Their wedding took place at Buckingham Palace with Queen Ingrid of Denmark as the only foreign royal guest (other royal families did not think it was appropriate for a king’s daughter to marry a photographer, and skipped the ceremony), and Princess Margaret was given away by her brother-in-law, Prince Philip.
In 1961 the couple became the Earl and Countess of Snowdon (Armstrong-Jones gained a secondary title, Viscount Linley). Later that year, their son David was born, and a daughter, Sarah, followed in 1964.
As a wedding present, Princess Margaret was given a 10-acre parcel of land on the island of Mustique, which would become a haven and a retreat for her later on.
Happily Ever After?
Princess Margaret, Countess of Snowdon continued with her royal duties after her marriage. She travelled around the world representing The Queen in Jamaica, Tuvalu, Dominica, the United States, Canada, Australia, the Philippines, Denmark, Japan, Swaziland, and China.
Princess Margaret had always displayed a taste for artistic and musical pursuits and was an adept pianist. Her patronages reflected her tastes, and she was also invested in health and welfare charities.
The Earl and Countess of Snowdon had a troubled, volatile marriage, and over the course of the 1960s, they drifted apart. Both had affairs, but none was more infamous than Princess Margaret’s affair with Roddy Llewellyn, which reportedly began in 1973. Though it ran for several years, it wasn’t until photographs of the two from Mustique were published in the News of the World in 1976 that Princess Margaret and her husband publicly admitted that their marriage was over.

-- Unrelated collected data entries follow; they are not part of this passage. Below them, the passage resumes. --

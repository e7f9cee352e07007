//! Shared queue and trigger relays wired between agent tasks
//!
//! This module owns the single slot queue and the per-producer trigger
//! relays. Tasks receive them as `&'static` references at spawn time;
//! nothing else touches them directly.

use embassy_sync::blocking_mutex::raw::CriticalSectionRawMutex;

use crate::config::QUEUE_DEPTH;
use crate::queue::SlotQueue;
use crate::relay::TriggerRelay;

/// Queue type shared by all agents. `CriticalSectionRawMutex` keeps the
/// primitives correct even when agents run on both cores.
pub type SwitchQueue = SlotQueue<CriticalSectionRawMutex, QUEUE_DEPTH>;

/// Relay type pairing one event source with one producer.
pub type SwitchRelay = TriggerRelay<CriticalSectionRawMutex>;

/// The slot queue between every producer and consumer agent.
pub static SWITCH_QUEUE: SwitchQueue = SwitchQueue::new();

/// Release signal for the switch-on producer, set from the ON button edge.
pub static SWITCH_ON_TRIGGER: SwitchRelay = SwitchRelay::new();

/// Release signal for the switch-off producer, set from the OFF button edge.
pub static SWITCH_OFF_TRIGGER: SwitchRelay = SwitchRelay::new();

Their divorce was finalised in 1978, and the Earl of Snowdon remarried later that year. Princess Margaret never remarried. On 13 January 2017, the Earl of Snowdon died in his sleep and their son, David, became the 2nd Earl of Snowdon.
Princess Margaret was a lifelong smoker, a trait she shared with her father. She quit in 1991, but not before she’d had part of her left lung removed. She was hospitalised with pneumonia in 1993 and had a stroke on Mustique in 1998. In 1999, she scalded her feet in a bathtub accident and thereafter suffered mobility issues. She used walking supports or sometimes needed to use a wheelchair.

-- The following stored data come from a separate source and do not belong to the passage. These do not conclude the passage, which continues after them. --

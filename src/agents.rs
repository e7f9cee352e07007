//! Producer and consumer agent loops
//!
//! Agents are infinite async loops around the shared slot queue. They are
//! written against the queue and relay types plus the `OutputPin` trait so
//! the same loops run under an Embassy executor on target and under a
//! host executor in tests; the hardware layer wraps them in
//! `#[embassy_executor::task]` functions.

use embassy_sync::blocking_mutex::raw::RawMutex;
use embassy_time::{Duration, Timer};
use embedded_hal::digital::OutputPin;

use crate::fmt::info;
use crate::queue::SlotQueue;
use crate::relay::TriggerRelay;
use crate::types::Message;

/// Periodic producer: alternates between switch-on and switch-off and
/// publishes each message. With `cadence` unset it publishes as fast as
/// the queue accepts, pacing itself only through free-slot availability.
pub async fn run_toggle_producer<M: RawMutex, const C: usize>(
    queue: &SlotQueue<M, C>,
    cadence: Option<Duration>,
) -> ! {
    let mut switched_on = false;
    loop {
        switched_on = !switched_on;
        let message = if switched_on {
            Message::SwitchOn
        } else {
            Message::SwitchOff
        };
        queue.publish(message).await;
        if let Some(period) = cadence {
            Timer::after(period).await;
        }
    }
}

/// Reactive producer: waits for its trigger relay, then publishes its
/// assigned message. One relay release results in exactly one publish.
pub async fn run_triggered_producer<M: RawMutex, const C: usize>(
    queue: &SlotQueue<M, C>,
    relay: &TriggerRelay<M>,
    message: Message,
) -> ! {
    info!("triggered producer armed: {}", message);
    loop {
        relay.released().await;
        queue.publish(message).await;
    }
}

/// Consumer: withdraws messages and drives the assigned output. The
/// message-to-level mapping is total; messages without a level (no-ops
/// and unknown codes) cause no output action.
pub async fn run_switch_consumer<M: RawMutex, const C: usize, P: OutputPin>(
    queue: &SlotQueue<M, C>,
    mut output: P,
    cadence: Option<Duration>,
) -> ! {
    loop {
        let message = queue.withdraw().await;
        if let Some(level) = message.pin_state() {
            let _ = output.set_state(level);
        }
        if let Some(period) = cadence {
            Timer::after(period).await;
        }
    }
}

In 2001, she suffered further strokes that left her paralysed on the left side of her body and affected her vision. The last time she was seen in public was at Princess Alice, Duchess of Gloucester’s 100th birthday celebrations that December.

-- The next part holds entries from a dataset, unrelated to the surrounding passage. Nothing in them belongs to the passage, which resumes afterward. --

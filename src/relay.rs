//! Trigger relay - hand-off from event context to a producer agent
//!
//! Button edges arrive in a restricted context that must not perform queue
//! operations (a publish may suspend). The relay defers the work: the
//! event side sets a saturating release signal and returns immediately,
//! the paired producer task awaits the signal and does the publish.

use embassy_sync::blocking_mutex::raw::RawMutex;
use embassy_sync::signal::Signal;

/// A one-slot release signal between an event source and one producer.
pub struct TriggerRelay<M: RawMutex> {
    pending: Signal<M, ()>,
}

impl<M: RawMutex> TriggerRelay<M> {
    pub const fn new() -> Self {
        Self {
            pending: Signal::new(),
        }
    }

    /// Mark a release as pending. Never blocks and is safe to call from
    /// interrupt context; signalling an already-pending relay leaves a
    /// single pending release.
    pub fn signal_from_event(&self) {
        self.pending.signal(());
    }

    /// Suspend until a release is pending, then consume it. Task context
    /// only.
    pub async fn released(&self) {
        self.pending.wait().await;
    }
}

impl<M: RawMutex> Default for TriggerRelay<M> {
    fn default() -> Self {
        Self::new()
    }
}

#[cfg(test)]
mod tests {
    use embassy_futures::{block_on, poll_once};
    use embassy_sync::blocking_mutex::raw::NoopRawMutex;

    use super::*;

    #[test]
    fn release_wakes_a_waiting_agent() {
        let relay: TriggerRelay<NoopRawMutex> = TriggerRelay::new();
        assert!(poll_once(relay.released()).is_pending());

        relay.signal_from_event();
        block_on(relay.released());
    }

    #[test]
    fn repeated_signals_collapse_into_one_release() {
        let relay: TriggerRelay<NoopRawMutex> = TriggerRelay::new();
        relay.signal_from_event();
        relay.signal_from_event();

        block_on(relay.released());
        assert!(poll_once(relay.released()).is_pending());
    }
}
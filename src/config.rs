//! Build-time configuration for the switchboard firmware
//! RP2040-based switch relay on a Raspberry Pi Pico

use embassy_time::Duration;

// ===================================================================
// Queue Configuration
// ===================================================================

/// Capacity of the shared slot queue between producers and consumers
pub const QUEUE_DEPTH: usize = 10;

/// Upper bound on agents that may block on one side of the queue at the
/// same time (sizes the semaphore wait queues)
pub const MAX_AGENTS: usize = 8;

// ===================================================================
// Agent Cadence
// ===================================================================

/// Pause inserted after each publish by the periodic producer.
/// `None` publishes as fast as the queue allows; the timed setting would
/// be `Some(Duration::from_millis(1250))`.
pub const PRODUCER_CADENCE: Option<Duration> = None;

/// Pause inserted after each withdrawal by the consumers.
/// `None` withdraws as fast as the queue allows; the timed setting would
/// be `Some(Duration::from_millis(2500))`.
pub const CONSUMER_CADENCE: Option<Duration> = None;

// ===================================================================
// GPIO Pin Assignments - Raspberry Pi Pico
// ===================================================================

// Switch outputs - driven by the consumer agents
pub const GREEN_SWITCH_PIN: u8 = 18; // Green switch output
pub const RED_SWITCH_PIN: u8 = 19; // Red switch output

// Trigger buttons - falling edge releases the paired producer
pub const SWITCH_ON_BUTTON_PIN: u8 = 14; // ON button (pull-up)
pub const SWITCH_OFF_BUTTON_PIN: u8 = 15; // OFF button (pull-up)

// Status LED
pub const LED_STATUS_PIN: u8 = 25; // Built-in LED on Pico

// ===================================================================
// Trigger Input Options
// ===================================================================

/// Re-arm hold-off after a button edge, so contact bounce cannot signal
/// the relay again immediately
pub const TRIGGER_HOLDOFF_MS: u64 = 20;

Princess Margaret died on 9 February 2002 at King Edward VII Hospital in London after suffering another stroke. A private funeral was held on the 50th anniversary of her father’s funeral, and her remains were cremated and placed in her parents’ tomb in St George’s Chapel at Windsor Castle.
Her nephew, Prince Charles, released a video message after her death stating:
“My darling aunt had such dreadful times in the past few years with her awful illness, and it was hard for let alone her to bear it, but for all of us as well – particularly as she had such a wonderfully free spirit. She lived life and lived it to the fullest and from that point on it was even harder for everybody to witness this…”
The Queen Mother died seven weeks after her younger daughter, at 101 years of age.